Why is Obama seeking the approval of the world's worst man-made disaster - the UN? Is he stealthily seeking his next gig?

America was founded as a country where no citizen would ever have to submit to the will of a king, or any other brand of despot. But hey, that's yesterday's news. President Barack Obama's administration is now submitting its own special selection of domestic policies and laws for review by the U.N. Human Rights Council, whose 47 members include such tyrannies as Saudi Arabia, Libya, Cuba and China.

Packaged as a 29-page report aiming to create "a more perfect union" in "a more perfect world," this U.S. self-critique was sent by the State Department on Aug. 20 to the U.N. High Commissioner on Human Rights, in preparation for a formal review on Nov. 5 by the U.N. Human Rights Council in Geneva. A glaring feature of this report is its disparaging mention of Arizona's new immigration law. This is the same law that Attorney General Eric Holder condemned in May without reading, and which the Obama administration is challenging in court. State is presenting this situation for review by the U.N., implying that Arizona is violating human rights with a law that has "generated significant attention and debate at home and around the world."

Gov. Jan Brewer registered her protest in an Aug. 27 letter to Secretary of State Hillary Clinton, asking that the section on Arizona's immigration law be removed from the report. Calling it "downright offensive" that Arizona law be offered up by the federal government for a "human rights" review by such U.N. members as Libya and Cuba, Brewer wrote: "The idea of our own American government submitting the duly enacted laws of a State of the United States to 'review' by the United Nations is internationalism run amok and unconstitutional."

Brewer is dead right about internationalism running amok, and she's probably right that this is unconstitutional. But the problems with this scene go way beyond the federal abuse of Arizona. At the best of times, the U.N. is, in the words of the late Democratic New York Sen. and U.N. ambassador Daniel Patrick Moynihan, "a dangerous place." The U.N. is not an honest parliament accountable to some higher law. It is a despot-infested collective that reports erratically to itself; a place of double standards, which routinely delivers to dictatorships a legitimacy they do not deserve, and which they in turn use to heap criticism, without penalty, on the U.N.'s chief sugar daddy, the United States. Any attempt at real oversight or enforcement of integrity at the U.N. has been pretty much a voluntary and thankless task, shouldered almost entirely by the U.S.--when it is has been shouldered at all.

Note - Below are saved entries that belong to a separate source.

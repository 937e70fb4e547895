use crate::error::Result;
use corvus_shared::UniverseId;
use serde::{Deserialize, Serialize};
use std::fmt;
use uuid::Uuid;

/// Cloud provider family of a cluster
///
/// The provider's `code` doubles as the pricing-catalog provider code.
#[derive(Debug, Clone, Copy, PartialEq, Eq, Hash, Serialize, Deserialize)]
pub enum CloudProvider {
    Aws,
    Gcp,
    Azure,
    Onprem,
}

impl CloudProvider {
    pub fn code(&self) -> &'static str {
        match self {
            CloudProvider::Aws => "aws",
            CloudProvider::Gcp => "gcp",
            CloudProvider::Azure => "azu",
            CloudProvider::Onprem => "onprem",
        }
    }
}

impl fmt::Display for CloudProvider {
    fn fmt(&self, f: &mut fmt::Formatter<'_>) -> fmt::Result {
        write!(f, "{}", self.code())
    }
}

/// Tiered disk types with catalog-priced storage
#[derive(Debug, Clone, Copy, PartialEq, Eq, Serialize, Deserialize)]
pub enum StorageTier {
    /// Provisioned-IOPS volumes, priced per IOPS and per GB
    Io1,
    /// General-purpose volumes, priced per GB
    Gp2,
}

/// Storage device declaration of a cluster intent
#[derive(Debug, Clone, PartialEq, Serialize, Deserialize)]
pub struct DeviceInfo {
    pub num_volumes: u32,
    pub volume_size_gb: u32,
    pub disk_iops: Option<u32>,
    /// Absent for providers without tiered disk pricing
    pub storage_tier: Option<StorageTier>,
}

/// Role of a sub-cluster within a universe
#[derive(Debug, Clone, Copy, PartialEq, Eq, Serialize, Deserialize)]
pub enum ClusterRole {
    Primary,
    ReadReplica,
}

/// Declared intent of one sub-cluster
#[derive(Debug, Clone, PartialEq, Serialize, Deserialize)]
pub struct ClusterIntent {
    pub provider: CloudProvider,
    pub instance_type: String,
    /// Intended node count, independent of which nodes are currently active
    pub num_nodes: u32,
    /// Per-hour spot price; 0.0 means on-demand pricing
    pub spot_price: f64,
    pub device_info: DeviceInfo,
}

/// One sub-cluster of a universe
#[derive(Debug, Clone, PartialEq, Serialize, Deserialize)]
pub struct ClusterSpec {
    pub uuid: Uuid,
    pub role: ClusterRole,
    pub intent: ClusterIntent,
}

/// Lifecycle state of a node in a universe
#[derive(Debug, Clone, Copy, PartialEq, Eq, Serialize, Deserialize)]
pub enum NodeState {
    ToBeProvisioned,
    Provisioned,
    Live,
    Stopped,
    Decommissioned,
}

impl NodeState {
    /// Active nodes participate in steady-state cost and resource totals
    pub fn is_active(&self) -> bool {
        matches!(self, NodeState::Live)
    }
}

/// One node of a universe topology
#[derive(Debug, Clone, PartialEq, Serialize, Deserialize)]
pub struct NodeDetails {
    pub node_name: String,
    pub cluster_uuid: Uuid,
    pub az: String,
    pub region: String,
    pub instance_type: String,
    pub state: NodeState,
}

/// Snapshot of a universe's deployed topology
#[derive(Debug, Clone, PartialEq, Serialize, Deserialize)]
pub struct UniverseTopology {
    pub universe_id: UniverseId,
    pub name: String,
    /// Prefix identifying this universe's nodes in metric queries
    pub node_prefix: String,
    pub clusters: Vec<ClusterSpec>,
    pub nodes: Vec<NodeDetails>,
}

impl UniverseTopology {
    pub fn cluster_by_uuid(&self, cluster_uuid: &Uuid) -> Option<&ClusterSpec> {
        self.clusters.iter().find(|c| &c.uuid == cluster_uuid)
    }

    pub fn primary_cluster(&self) -> Option<&ClusterSpec> {
        self.clusters.iter().find(|c| c.role == ClusterRole::Primary)
    }

    pub fn active_nodes(&self) -> impl Iterator<Item = &NodeDetails> + '_ {
        self.nodes.iter().filter(|n| n.state.is_active())
    }
}

/// Port for resolving a universe's current topology
#[async_trait::async_trait]
pub trait UniverseDirectory: Send + Sync {
    async fn get(&self, universe_id: &UniverseId) -> Result<Option<UniverseTopology>>;
}
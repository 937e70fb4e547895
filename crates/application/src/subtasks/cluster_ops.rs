use corvus_domain::{AgentError, ClusterAgent, Subtask, SubtaskContext, SubtaskOutcome};
use corvus_shared::UniverseId;
use std::sync::Arc;
use tracing::info;

fn outcome_from_agent(result: Result<(), AgentError>) -> SubtaskOutcome {
    match result {
        Ok(()) => SubtaskOutcome::Success,
        Err(AgentError::Transient(cause)) => SubtaskOutcome::Retryable(cause),
        Err(AgentError::Permanent(cause)) => SubtaskOutcome::Fatal(cause),
    }
}

fn require_universe(ctx: &SubtaskContext) -> Result<&UniverseId, SubtaskOutcome> {
    ctx.universe_id
        .as_ref()
        .ok_or_else(|| SubtaskOutcome::Fatal("cluster operation requires a universe".to_string()))
}

/// Provisions the universe's declared nodes through the cluster agent
pub struct ProvisionNodes {
    agent: Arc<dyn ClusterAgent>,
}

impl ProvisionNodes {
    pub fn new(agent: Arc<dyn ClusterAgent>) -> Self {
        Self { agent }
    }
}

#[async_trait::async_trait]
impl Subtask for ProvisionNodes {
    fn name(&self) -> &str {
        "ProvisionNodes"
    }

    async fn execute(&self, ctx: &SubtaskContext) -> SubtaskOutcome {
        let universe_id = match require_universe(ctx) {
            Ok(id) => id,
            Err(outcome) => return outcome,
        };
        info!(universe = %universe_id, "provisioning nodes");
        outcome_from_agent(self.agent.provision_nodes(universe_id).await)
    }
}

/// Waits until every provisioned server reports liveness
pub struct AwaitServersReady {
    agent: Arc<dyn ClusterAgent>,
}

impl AwaitServersReady {
    pub fn new(agent: Arc<dyn ClusterAgent>) -> Self {
        Self { agent }
    }
}

#[async_trait::async_trait]
impl Subtask for AwaitServersReady {
    fn name(&self) -> &str {
        "AwaitServersReady"
    }

    async fn execute(&self, ctx: &SubtaskContext) -> SubtaskOutcome {
        let universe_id = match require_universe(ctx) {
            Ok(id) => id,
            Err(outcome) => return outcome,
        };
        outcome_from_agent(self.agent.await_servers_ready(universe_id).await)
    }
}

/// Applies the universe-level configuration to the running cluster
pub struct ApplyUniverseConfig {
    agent: Arc<dyn ClusterAgent>,
}

impl ApplyUniverseConfig {
    pub fn new(agent: Arc<dyn ClusterAgent>) -> Self {
        Self { agent }
    }
}

#[async_trait::async_trait]
impl Subtask for ApplyUniverseConfig {
    fn name(&self) -> &str {
        "ApplyUniverseConfig"
    }

    async fn execute(&self, ctx: &SubtaskContext) -> SubtaskOutcome {
        let universe_id = match require_universe(ctx) {
            Ok(id) => id,
            Err(outcome) => return outcome,
        };
        outcome_from_agent(self.agent.apply_universe_config(universe_id).await)
    }
}

/// Tears down the universe's nodes
pub struct DecommissionNodes {
    agent: Arc<dyn ClusterAgent>,
}

impl DecommissionNodes {
    pub fn new(agent: Arc<dyn ClusterAgent>) -> Self {
        Self { agent }
    }
}

#[async_trait::async_trait]
impl Subtask for DecommissionNodes {
    fn name(&self) -> &str {
        "DecommissionNodes"
    }

    async fn execute(&self, ctx: &SubtaskContext) -> SubtaskOutcome {
        let universe_id = match require_universe(ctx) {
            Ok(id) => id,
            Err(outcome) => return outcome,
        };
        info!(universe = %universe_id, "decommissioning nodes");
        outcome_from_agent(self.agent.decommission_nodes(universe_id).await)
    }
}
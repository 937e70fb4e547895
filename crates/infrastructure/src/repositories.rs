// In-memory repositories
// MVP persistence for the task ledger and alert-definition store

use corvus_domain::{
    AlertDefinition, AlertDefinitionRepository, Result, TaskRecord, TaskRecordRepository,
};
use corvus_shared::{CustomerId, TaskId, UniverseId};
use std::collections::HashMap;
use std::sync::Arc;
use tokio::sync::RwLock;
use tracing::debug;

/// In-memory task ledger
#[derive(Clone, Default)]
pub struct InMemoryTaskRecordRepository {
    records: Arc<RwLock<HashMap<TaskId, TaskRecord>>>,
}

impl InMemoryTaskRecordRepository {
    pub fn new() -> Self {
        Self::default()
    }
}

#[async_trait::async_trait]
impl TaskRecordRepository for InMemoryTaskRecordRepository {
    async fn save(&self, record: &TaskRecord) -> Result<()> {
        let mut records = self.records.write().await;
        records.insert(record.id.clone(), record.clone());
        Ok(())
    }

    async fn find_by_id(&self, task_id: &TaskId) -> Result<Option<TaskRecord>> {
        let records = self.records.read().await;
        Ok(records.get(task_id).cloned())
    }

    async fn find_recent(
        &self,
        customer_id: &CustomerId,
        universe_id: Option<&UniverseId>,
        limit: usize,
    ) -> Result<Vec<TaskRecord>> {
        let records = self.records.read().await;
        let mut matching: Vec<TaskRecord> = records
            .values()
            .filter(|r| &r.customer_id == customer_id)
            .filter(|r| universe_id.is_none() || r.universe_id.as_ref() == universe_id)
            .cloned()
            .collect();
        matching.sort_by(|a, b| b.created_at.cmp(&a.created_at));
        matching.truncate(limit);
        Ok(matching)
    }

    async fn mark_completed(&self, task_id: &TaskId) -> Result<()> {
        let mut records = self.records.write().await;
        if let Some(record) = records.get_mut(task_id) {
            record.mark_completed();
            debug!(task_id = %task_id, "task record marked completed");
        }
        Ok(())
    }
}

/// In-memory alert-definition store
#[derive(Clone, Default)]
pub struct InMemoryAlertDefinitionRepository {
    rows: Arc<RwLock<Vec<AlertDefinition>>>,
}

impl InMemoryAlertDefinitionRepository {
    pub fn new() -> Self {
        Self::default()
    }

    pub async fn count(&self) -> usize {
        self.rows.read().await.len()
    }
}

#[async_trait::async_trait]
impl AlertDefinitionRepository for InMemoryAlertDefinitionRepository {
    async fn insert(&self, definition: AlertDefinition) -> Result<()> {
        self.rows.write().await.push(definition);
        Ok(())
    }

    async fn list_active(&self, universe_id: &UniverseId) -> Result<Vec<AlertDefinition>> {
        Ok(self
            .rows
            .read()
            .await
            .iter()
            .filter(|d| d.active && &d.universe_id == universe_id)
            .cloned()
            .collect())
    }
}
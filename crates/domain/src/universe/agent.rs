use corvus_shared::UniverseId;

/// Failures reported by a cluster agent call
///
/// `Transient` failures are worth retrying; `Permanent` failures are not.
#[derive(thiserror::Error, Debug, Clone, PartialEq)]
pub enum AgentError {
    #[error("transient agent failure: {0}")]
    Transient(String),

    #[error("permanent agent failure: {0}")]
    Permanent(String),
}

/// Port for the external system that mutates cluster infrastructure
///
/// Every call is idempotent on the agent side: re-issuing a request for the
/// same universe converges to the same state.
#[async_trait::async_trait]
pub trait ClusterAgent: Send + Sync {
    /// Provision the universe's declared nodes
    async fn provision_nodes(&self, universe_id: &UniverseId) -> Result<(), AgentError>;

    /// Block until every provisioned server reports liveness
    async fn await_servers_ready(&self, universe_id: &UniverseId) -> Result<(), AgentError>;

    /// Apply the universe-level configuration to the running cluster
    async fn apply_universe_config(&self, universe_id: &UniverseId) -> Result<(), AgentError>;

    /// Tear down the universe's nodes
    async fn decommission_nodes(&self, universe_id: &UniverseId) -> Result<(), AgentError>;
}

President Obama's approach to the U.N. is bringing us the worst possible variation on these themes. Rather than stand apart on principle where warranted, the Obama administration is increasingly stooping to become one of the gang--hoping for favors in return. Last year Obama overturned the Bush policy of bypassing the Human Rights Council as hopelessly corrupt. Under Obama, the U.S. became a member, promising to work from within. We're now seeing what that means in practice. While gaining stature from the U.S. presence, the Council itself remains stubbornly tainted, recently welcoming Libya to its ranks; sidelining atrocities by some of the world's worst tyrannies while focusing obsessively, as ever, on condemning the democratic state of Israel. But Obama has found a new use for this arrangement. He's trying to enlist the Council to further his domestic agenda, with the State Department attempting an end-run that invites into the U.S. system of checks and balances such voices as those of China, Russia, Cuba and Cameroon; or at best, the pronouncements of Switzerland, Norway and France.